Thank you for the advice!

So if I am understanding you right, then I'm not going to get a fan like I want without a commercial laser motor? I googled, those look like $500 and up, so if I'm looking at the right thing that's probably not the best plan for me!

For the other motor you suggested - I'm not sure what I'm looking for here, but have googled a bit. If it's a servo motor, though, can I control that as well as a stepper motor? To make a "string" I have to get the motor to a specific position repeatedly, can that be done with a normal servo motor?

I'm thinking right now that it might be best to just make some compromises and use the motor I have!

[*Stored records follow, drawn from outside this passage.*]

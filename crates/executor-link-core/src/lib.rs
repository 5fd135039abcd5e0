//! Core abstractions for the executor control-plane link.
//!
//! This crate provides the fundamental building blocks:
//! - `KeepaliveConfig` / `RetryConfig` - timing and capacity knobs
//! - `Frame` and the transport reader/writer traits the session drives
//! - `retry_with_backoff` - the driver that keeps a connection lifetime alive

pub mod config;
pub mod retry;
pub mod transport;

pub use config::{KeepaliveConfig, RetryConfig};
pub use retry::{RetryError, retry_with_backoff};
pub use transport::{Frame, TransportError, TransportReader, TransportWriter};
//! Wire protocol for executor / control-plane messages.
//!
//! Application payloads stay opaque `serde_json::Value`; the session layer
//! never looks inside them. Storage, provider, and policy traffic all ride
//! in these envelopes.

use serde::{Deserialize, Serialize};
use serde_json::Value;

/// Message from the control plane to the executor.
#[derive(Debug, Clone, Serialize, Deserialize)]
#[serde(tag = "type", rename_all = "snake_case")]
pub enum ControlMessage {
    /// Invoke an application-level operation.
    Request {
        id: String,
        operation: String,
        #[serde(default)]
        payload: Value,
    },
    /// One-way notification.
    Event {
        topic: String,
        #[serde(default)]
        payload: Value,
    },
    /// The control plane asks the executor to drain and disconnect.
    Shutdown {
        #[serde(default)]
        reason: String,
    },
}

/// Message from the executor to the control plane.
#[derive(Debug, Clone, Serialize, Deserialize)]
#[serde(tag = "type", rename_all = "snake_case")]
pub enum ExecutorMessage {
    /// First message on every new session.
    Hello { executor_id: String, version: String },
    /// Successful reply to a request.
    Response {
        id: String,
        #[serde(default)]
        result: Value,
    },
    /// Failed reply to a request.
    Failure { id: String, message: String },
    /// One-way notification.
    Event {
        topic: String,
        #[serde(default)]
        payload: Value,
    },
}

#[cfg(test)]
mod tests {
    use serde_json::json;

    use super::*;

    #[test]
    fn test_request_deserialization() {
        let raw = r#"{"type":"request","id":"r-1","operation":"get_state","payload":{"urn":"a"}}"#;
        let message: ControlMessage = serde_json::from_str(raw).unwrap();
        match message {
            ControlMessage::Request { id, operation, payload } => {
                assert_eq!(id, "r-1");
                assert_eq!(operation, "get_state");
                assert_eq!(payload, json!({ "urn": "a" }));
            }
            other => panic!("wrong variant: {other:?}"),
        }
    }

    #[test]
    fn test_missing_payload_defaults_to_null() {
        let raw = r#"{"type":"event","topic":"heartbeat"}"#;
        let message: ControlMessage = serde_json::from_str(raw).unwrap();
        assert!(matches!(
            message,
            ControlMessage::Event { ref topic, ref payload }
                if topic == "heartbeat" && payload.is_null()
        ));
    }

    #[test]
    fn test_hello_serialization_is_tagged() {
        let message = ExecutorMessage::Hello {
            executor_id: "exec-1".to_string(),
            version: "0.1.0".to_string(),
        };
        let json = serde_json::to_string(&message).unwrap();
        assert!(json.contains(r#""type":"hello""#));
        assert!(json.contains(r#""executor_id":"exec-1""#));
    }

    #[test]
    fn test_failure_roundtrip() {
        let message = ExecutorMessage::Failure {
            id: "r-9".to_string(),
            message: "unsupported operation: destroy".to_string(),
        };
        let json = serde_json::to_string(&message).unwrap();
        let parsed: ExecutorMessage = serde_json::from_str(&json).unwrap();
        assert!(matches!(
            parsed,
            ExecutorMessage::Failure { ref id, .. } if id == "r-9"
        ));
    }
}
//! Shared helpers for command handlers.

use std::io::IsTerminal;

use vacbot_core::RobotClient;

use crate::error::CliError;

/// Reopen the remembered connection before talking to the robot.
///
/// With no remembered connection this succeeds and the robot call itself
/// reports `NoConnection`.
pub async fn reconnect_saved(client: &RobotClient) -> Result<(), CliError> {
    client.restore().await?;
    Ok(())
}

/// Prompt for confirmation, auto-approving if `--yes` was passed.
pub fn confirm(message: &str, action: &str, yes_flag: bool) -> Result<bool, CliError> {
    if yes_flag {
        return Ok(true);
    }
    if !std::io::stdin().is_terminal() {
        return Err(CliError::NonInteractiveRequiresYes {
            action: action.into(),
        });
    }
    let confirmed = dialoguer::Confirm::new()
        .with_prompt(message)
        .default(false)
        .interact()
        .map_err(|e| CliError::Io(std::io::Error::other(e)))?;
    Ok(confirmed)
}
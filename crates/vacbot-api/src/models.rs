// Wire types shared by every transport.
//
// Field names follow the device's JSON (camelCase). Each payload that
// crosses a transport boundary implements `Validate` so a decoded value
// is either fully well-formed or rejected.

use chrono::{DateTime, Utc, Weekday};
use serde::{Deserialize, Serialize};
use strum::{Display, EnumString};

/// Shape checks applied after deserialization.
pub trait Validate {
    fn validate(&self) -> Result<(), String>;
}

impl<T: Validate> Validate for Vec<T> {
    fn validate(&self) -> Result<(), String> {
        self.iter()
            .enumerate()
            .try_for_each(|(i, item)| item.validate().map_err(|e| format!("[{i}]: {e}")))
    }
}

// ── Status ───────────────────────────────────────────────────────────

/// Whether a status reflects a live answer from the device.
#[derive(Debug, Clone, Copy, Default, PartialEq, Eq, Serialize, Deserialize, Display)]
#[strum(serialize_all = "lowercase")]
pub enum ConnectivityState {
    #[default]
    Online,
    Offline,
}

/// Robot status as reported by the device (or substituted by the core).
#[derive(Debug, Clone, PartialEq, Eq, Serialize, Deserialize)]
#[serde(rename_all = "camelCase")]
pub struct RobotStatus {
    pub battery_level: u8,
    pub is_cleaning: bool,
    #[serde(default)]
    pub last_cleaned: Option<DateTime<Utc>>,
    #[serde(default)]
    pub errors: Vec<String>,
    #[serde(default)]
    pub connectivity_state: ConnectivityState,
}

impl RobotStatus {
    /// Placeholder used when nothing has ever been read from the device.
    pub fn synthetic() -> Self {
        Self {
            battery_level: 0,
            is_cleaning: false,
            last_cleaned: None,
            errors: Vec::new(),
            connectivity_state: ConnectivityState::Offline,
        }
    }

    /// Same status, marked offline.
    pub fn offline(mut self) -> Self {
        self.connectivity_state = ConnectivityState::Offline;
        self
    }

    pub fn is_online(&self) -> bool {
        self.connectivity_state == ConnectivityState::Online
    }
}

impl Validate for RobotStatus {
    fn validate(&self) -> Result<(), String> {
        if self.battery_level > 100 {
            return Err(format!(
                "batteryLevel {} outside 0..=100",
                self.battery_level
            ));
        }
        Ok(())
    }
}

// ── Commands ─────────────────────────────────────────────────────────

/// Motion commands accepted by the robot.
#[derive(
    Debug, Clone, Copy, PartialEq, Eq, Hash, Serialize, Deserialize, Display, EnumString,
)]
#[serde(rename_all = "lowercase")]
#[strum(serialize_all = "lowercase", ascii_case_insensitive)]
pub enum RobotCommand {
    Start,
    Stop,
    Dock,
}

/// Body of `POST /command` and of the BLE command characteristic.
#[derive(Debug, Clone, Copy, PartialEq, Eq, Serialize, Deserialize)]
pub struct CommandRequest {
    pub command: RobotCommand,
}

impl From<RobotCommand> for CommandRequest {
    fn from(command: RobotCommand) -> Self {
        Self { command }
    }
}

// ── Schedule ─────────────────────────────────────────────────────────

/// One scheduled cleaning slot.
#[derive(Debug, Clone, PartialEq, Eq, Serialize, Deserialize)]
pub struct ScheduleEntry {
    /// Weekday name, full or abbreviated ("Monday", "mon").
    pub day: String,
    /// 24-hour `HH:MM`.
    pub time: String,
}

impl ScheduleEntry {
    pub fn new(day: impl Into<String>, time: impl Into<String>) -> Self {
        Self {
            day: day.into(),
            time: time.into(),
        }
    }

    pub fn weekday(&self) -> Option<Weekday> {
        self.day.trim().parse().ok()
    }
}

impl Validate for ScheduleEntry {
    fn validate(&self) -> Result<(), String> {
        if self.weekday().is_none() {
            return Err(format!("unknown day '{}'", self.day));
        }
        chrono::NaiveTime::parse_from_str(self.time.trim(), "%H:%M")
            .map_err(|_| format!("time '{}' is not HH:MM", self.time))?;
        Ok(())
    }
}

// ── Map ──────────────────────────────────────────────────────────────

/// Floor map (zones, obstacles, path). Opaque to the core beyond being
/// a JSON object.
#[derive(Debug, Clone, PartialEq, Serialize, Deserialize)]
#[serde(transparent)]
pub struct MapSnapshot(pub serde_json::Value);

impl MapSnapshot {
    pub fn as_value(&self) -> &serde_json::Value {
        &self.0
    }

    pub fn into_value(self) -> serde_json::Value {
        self.0
    }
}

impl Validate for MapSnapshot {
    fn validate(&self) -> Result<(), String> {
        if self.0.is_object() {
            Ok(())
        } else {
            Err("map must be a JSON object".into())
        }
    }
}

// ── Discovery ────────────────────────────────────────────────────────

/// A peripheral seen during a scan session.
#[derive(Debug, Clone, PartialEq, Eq, Serialize, Deserialize)]
pub struct DiscoveredDevice {
    /// Platform-specific peripheral handle, opaque to callers.
    pub id: String,
    pub name: Option<String>,
    pub rssi: Option<i16>,
}

impl DiscoveredDevice {
    pub fn display_name(&self) -> &str {
        self.name.as_deref().unwrap_or(&self.id)
    }
}

#[cfg(test)]
mod tests {
    #![allow(clippy::unwrap_used)]
    use super::*;
    use serde_json::json;

    #[test]
    fn status_accepts_device_json_without_optional_fields() {
        let status: RobotStatus =
            serde_json::from_value(json!({ "batteryLevel": 80, "isCleaning": true })).unwrap();
        assert_eq!(status.battery_level, 80);
        assert!(status.is_online());
        assert!(status.errors.is_empty());
        assert!(status.last_cleaned.is_none());
    }

    #[test]
    fn status_rejects_battery_over_100() {
        let status: RobotStatus =
            serde_json::from_value(json!({ "batteryLevel": 140, "isCleaning": false })).unwrap();
        assert!(status.validate().is_err());
    }

    #[test]
    fn schedule_entry_validation() {
        assert!(ScheduleEntry::new("Monday", "09:30").validate().is_ok());
        assert!(ScheduleEntry::new("sat", "23:05").validate().is_ok());
        assert!(ScheduleEntry::new("Someday", "09:30").validate().is_err());
        assert!(ScheduleEntry::new("Monday", "9.30am").validate().is_err());
    }

    #[test]
    fn schedule_list_reports_offending_index() {
        let list = vec![
            ScheduleEntry::new("Mon", "08:00"),
            ScheduleEntry::new("Tue", "25:00"),
        ];
        let err = list.validate().unwrap_err();
        assert!(err.starts_with("[1]"), "{err}");
    }

    #[test]
    fn command_wire_form_is_lowercase() {
        let body = serde_json::to_value(CommandRequest::from(RobotCommand::Dock)).unwrap();
        assert_eq!(body, json!({ "command": "dock" }));
        assert_eq!("START".parse::<RobotCommand>().unwrap(), RobotCommand::Start);
    }

    #[test]
    fn map_must_be_object() {
        assert!(MapSnapshot(json!({ "zones": [] })).validate().is_ok());
        assert!(MapSnapshot(json!([1, 2])).validate().is_err());
    }
}
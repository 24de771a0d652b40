//! Command handlers, one module per command group.

pub mod config_cmd;
pub mod connect;
pub mod robot;
pub mod scan;
pub mod schedule;
pub mod util;

use vacbot_core::{RobotClient, RobotCommand};

use crate::cli::{Command, GlobalOpts};
use crate::error::CliError;

/// Route a robot command to its handler.
pub async fn dispatch(
    cmd: Command,
    client: &RobotClient,
    global: &GlobalOpts,
) -> Result<(), CliError> {
    match cmd {
        Command::Scan(_) => scan::handle(client, global).await,
        Command::Connect(args) => connect::handle(client, args, global).await,
        Command::Forget => connect::forget(client, global).await,
        Command::Status => robot::status(client, global).await,
        Command::Start => robot::command(client, RobotCommand::Start, global).await,
        Command::Stop => robot::command(client, RobotCommand::Stop, global).await,
        Command::Dock => robot::command(client, RobotCommand::Dock, global).await,
        Command::Schedule(args) => schedule::handle(client, args, global).await,
        Command::Map => robot::map(client, global).await,
        Command::Config(_) | Command::Completions(_) => {
            unreachable!("config and completions are handled before dispatch")
        }
    }
}
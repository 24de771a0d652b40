// vacbot-api: transports for VacBot floor cleaners.
//
// Two structurally different channels to the same robot, local-network
// HTTP and Bluetooth LE GATT, behind one `RobotTransport` trait, plus the
// time-boxed BLE discovery scanner and an explicit simulation mode.

pub mod ble;
pub mod codec;
pub mod error;
pub mod models;
pub mod simulated;
pub mod transport;
pub mod wifi;

pub use ble::{
    BlePlatform, BleState, BleTimeouts, BleTransport, BtleplugPlatform, DiscoveryScanner,
    GattSession, ScanHandle, ScanOptions,
};
pub use error::Error;
pub use models::{
    CommandRequest, ConnectivityState, DiscoveredDevice, MapSnapshot, RobotCommand, RobotStatus,
    ScheduleEntry, Validate,
};
pub use simulated::{SimulatedPlatform, SimulatedTransport};
pub use transport::{RobotTransport, TransportConfig, TransportKind};
pub use wifi::WifiTransport;
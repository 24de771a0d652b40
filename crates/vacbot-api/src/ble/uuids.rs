//! GATT service and characteristic UUIDs of the robot control profile.

use uuid::Uuid;

/// Build a 128-bit UUID from the 5-field encoding used in firmware
/// headers (`xxxxxxxx-xxxx-xxxx-xxxx-xxxxxxxxxxxx`).
pub const fn uuid_from_fields(a: u32, b: u16, c: u16, d: u16, e: u64) -> Uuid {
    let hi: u64 = (a as u64) << 32 | (b as u64) << 16 | c as u64;
    let lo: u64 = (d as u64) << 48 | e;
    Uuid::from_u128(((hi as u128) << 64) | lo as u128)
}

/// Robot control service.
pub const ROBOT_SERVICE_UUID: Uuid =
    uuid_from_fields(0x6e400001, 0x7a3b, 0x4c1e, 0x9f21, 0x5ac0_b0a7_c1e0);

/// Status (read).
pub const STATUS_CHAR_UUID: Uuid =
    uuid_from_fields(0x6e400002, 0x7a3b, 0x4c1e, 0x9f21, 0x5ac0_b0a7_c1e0);

/// Command (write with response).
pub const COMMAND_CHAR_UUID: Uuid =
    uuid_from_fields(0x6e400003, 0x7a3b, 0x4c1e, 0x9f21, 0x5ac0_b0a7_c1e0);

/// Schedule (read / write with response).
pub const SCHEDULE_CHAR_UUID: Uuid =
    uuid_from_fields(0x6e400004, 0x7a3b, 0x4c1e, 0x9f21, 0x5ac0_b0a7_c1e0);

/// Map (read).
pub const MAP_CHAR_UUID: Uuid =
    uuid_from_fields(0x6e400005, 0x7a3b, 0x4c1e, 0x9f21, 0x5ac0_b0a7_c1e0);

I suppose one possibility that might yield a low-cost unit is to reuse an
old disk-drive head assembly - they are high spec voice-coil servo units
you can get for free with a dead drive, and figure out how to add a low
weight mirror to it (on-axis). Alas the nice closed-loop servo behaviour
relies on reading the servo pulses off the platter, not something that will
work once its opened up and the dust gets in.

For instance: http://hackedgadgets.com/2006/06/01/making-a-hard-drive-laser-oscilloscope/

I'm more interested in how the system detects that the beam is being broken by his hand? Where are the laser sensors located?

The light sensor is located right next to the motor. When I stick my hand in the beam, it can tell a difference in the reflected light.

The other way to do it is to have a mirror on a rapidly rotating motor. Then all you need to do is to turn the laser on and off at the right moment to get the fan. You will need some way of synchronising the laser to the motor, this involves a detector on the motor, normally optical, to give a pulse when the motor is at a specific point.
It is not dissimilar to a POV project.